Est-il besoin de dire que les augustes personnes dont le nom va être si souvent prononcé, la reine Isabelle et le roi son époux, le duc de Montpensier et l’infante Luisa-Fernanda, sont tout à fait en dehors de ce débat ? Quand M. de Stockmar, aujourd’hui comme il y a trente ans, discute la vieille question des mariages espagnols et nous oblige à le suivre sur ce terrain, ce n’est pas de ces mariages même qu’il s’agit ; il s’agit uniquement des procédés réciproques de l’Angleterre et de la France, il s’agit de savoir qui est responsable de la rupture de l’entente cordiale.


I

Le 18 octobre 1846, le Moniteur universel contenait une longue description des deux mariages royaux célébrés huit jours auparavant à la cour de Madrid.

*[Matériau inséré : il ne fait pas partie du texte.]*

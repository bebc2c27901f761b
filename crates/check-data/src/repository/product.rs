//! # Product Repository
//!
//! Reads the `product` table into domain [`Product`] values.
//!
//! Prices are selected as text and parsed through [`Money`], so the exact
//! two-decimal catalog value reaches the engine with no floating-point
//! round trip.

use sqlx::PgPool;
use tracing::debug;

use crate::error::{DataError, DataResult};
use check_core::validation::validate_price_cents;
use check_core::{Money, Product};

/// Repository for product reads.
///
/// ## Usage
/// ```rust,ignore
/// let repo = ProductRepository::new(pool);
/// let products = repo.all().await?;
/// ```
#[derive(Debug, Clone)]
pub struct ProductRepository {
    pool: PgPool,
}

/// Raw `product` row, one-to-one with the table columns.
#[derive(Debug, sqlx::FromRow)]
struct ProductRow {
    id: i32,
    description: String,
    price: String,
    quantity_in_stock: i32,
    wholesale_product: bool,
}

impl ProductRepository {
    /// Creates a new ProductRepository.
    pub fn new(pool: PgPool) -> Self {
        ProductRepository { pool }
    }

    /// Loads all products in id order.
    pub async fn all(&self) -> DataResult<Vec<Product>> {
        debug!("loading products from database");

        let rows = sqlx::query_as::<_, ProductRow>(
            r#"
            SELECT
                id,
                description,
                price::text AS price,
                quantity_in_stock,
                wholesale_product
            FROM product
            ORDER BY id
            "#,
        )
        .fetch_all(&self.pool)
        .await?;

        let products = rows
            .into_iter()
            .map(ProductRow::into_product)
            .collect::<DataResult<Vec<_>>>()?;

        debug!(count = products.len(), "products loaded");
        Ok(products)
    }
}

impl ProductRow {
    fn into_product(self) -> DataResult<Product> {
        let id = u32::try_from(self.id)
            .map_err(|_| DataError::malformed_field("product id", &self.id.to_string()))?;

        let price: Money = self
            .price
            .parse()
            .map_err(|_| DataError::malformed_field("price", &self.price))?;
        validate_price_cents(price.cents()).map_err(|e| DataError::Malformed(e.to_string()))?;

        let quantity_in_stock = u32::try_from(self.quantity_in_stock).map_err(|_| {
            DataError::malformed_field("quantity_in_stock", &self.quantity_in_stock.to_string())
        })?;

        Ok(Product {
            id,
            description: self.description,
            price_cents: price.cents(),
            quantity_in_stock,
            wholesale: self.wholesale_product,
        })
    }
}

// =============================================================================
// Unit Tests
// =============================================================================

#[cfg(test)]
mod tests {
    use super::*;

    fn row(price: &str, stock: i32) -> ProductRow {
        ProductRow {
            id: 1,
            description: "Milk".to_string(),
            price: price.to_string(),
            quantity_in_stock: stock,
            wholesale_product: true,
        }
    }

    #[test]
    fn test_row_conversion() {
        let product = row("1.07", 10).into_product().unwrap();

        assert_eq!(product.id, 1);
        assert_eq!(product.price_cents, 107);
        assert_eq!(product.quantity_in_stock, 10);
        assert!(product.wholesale);
    }

    #[test]
    fn test_row_with_bad_price_is_malformed() {
        let err = row("1,07", 10).into_product().unwrap_err();
        assert!(matches!(err, DataError::Malformed(_)));
    }

    #[test]
    fn test_row_with_negative_stock_is_malformed() {
        let err = row("1.07", -1).into_product().unwrap_err();
        assert!(matches!(err, DataError::Malformed(_)));
    }
}
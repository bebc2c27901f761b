//! # Catalog Resolver
//!
//! Maps requested (product-id, quantity) pairs to concrete product records.
//!
//! Requested ids are 1-based positions into the catalog list: id `k` maps
//! to list index `k-1`. Resolution is all-or-nothing: one bad id fails the
//! entire request with a typed error, never a partial or empty result.

use std::collections::BTreeMap;

use crate::error::{CoreError, CoreResult};
use crate::types::Product;
use crate::MAX_PRODUCT_ID;

// =============================================================================
// Resolved Line
// =============================================================================

/// One requested line resolved against the catalog.
///
/// Carries its own copy of the product so downstream pricing works on a
/// frozen snapshot of the catalog entry.
#[derive(Debug, Clone, PartialEq)]
pub struct ResolvedLine {
    /// The catalog product the requested id resolved to.
    pub product: Product,

    /// Requested quantity (not yet checked against stock).
    pub quantity: u32,
}

// =============================================================================
// Resolution
// =============================================================================

/// Resolves the requested id → quantity mapping against the product list.
///
/// ## Contract
/// - Each id must lie in [1, [`MAX_PRODUCT_ID`]]; any id outside that range
///   fails the whole resolution with [`CoreError::ProductIdOutOfRange`].
/// - An in-range id past the end of a short catalog fails the same way,
///   as [`CoreError::UnknownProduct`].
/// - No quantity or stock validation happens here; that is the
///   evaluator's job, per line.
///
/// Lines come back in the request map's iteration order (ascending id),
/// which fixes the order stock shortfalls are detected in.
///
/// ## Example
/// ```rust
/// use std::collections::BTreeMap;
/// use check_core::catalog::resolve;
/// use check_core::Product;
///
/// let products = vec![Product {
///     id: 1,
///     description: "Milk".to_string(),
///     price_cents: 107,
///     quantity_in_stock: 10,
///     wholesale: false,
/// }];
///
/// let mut requested = BTreeMap::new();
/// requested.insert(1, 3);
///
/// let lines = resolve(&products, &requested).unwrap();
/// assert_eq!(lines[0].product.description, "Milk");
/// assert_eq!(lines[0].quantity, 3);
/// ```
pub fn resolve(
    products: &[Product],
    requested: &BTreeMap<u32, u32>,
) -> CoreResult<Vec<ResolvedLine>> {
    let mut lines = Vec::with_capacity(requested.len());

    for (&id, &quantity) in requested {
        if id < 1 || id > MAX_PRODUCT_ID {
            return Err(CoreError::ProductIdOutOfRange { id });
        }

        // id is a 1-based position into the catalog list
        let product = products
            .get((id - 1) as usize)
            .ok_or(CoreError::UnknownProduct { id })?;

        lines.push(ResolvedLine {
            product: product.clone(),
            quantity,
        });
    }

    Ok(lines)
}

// =============================================================================
// Unit Tests
// =============================================================================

La jeune reine d’Espagne, Isabelle II, venait d’épouser son cousin germain don François d’Assise, duc de Cadix, fils aîné de l’infant François de Paule, — et sa sœur, l’infante Maria-Luisa-Fernanda, venait d’épouser le plus jeune des fils du roi Louis-Philippe, le prince Antoine-Marie-Philippe-Louis d’Orléans, duc de Montpensier.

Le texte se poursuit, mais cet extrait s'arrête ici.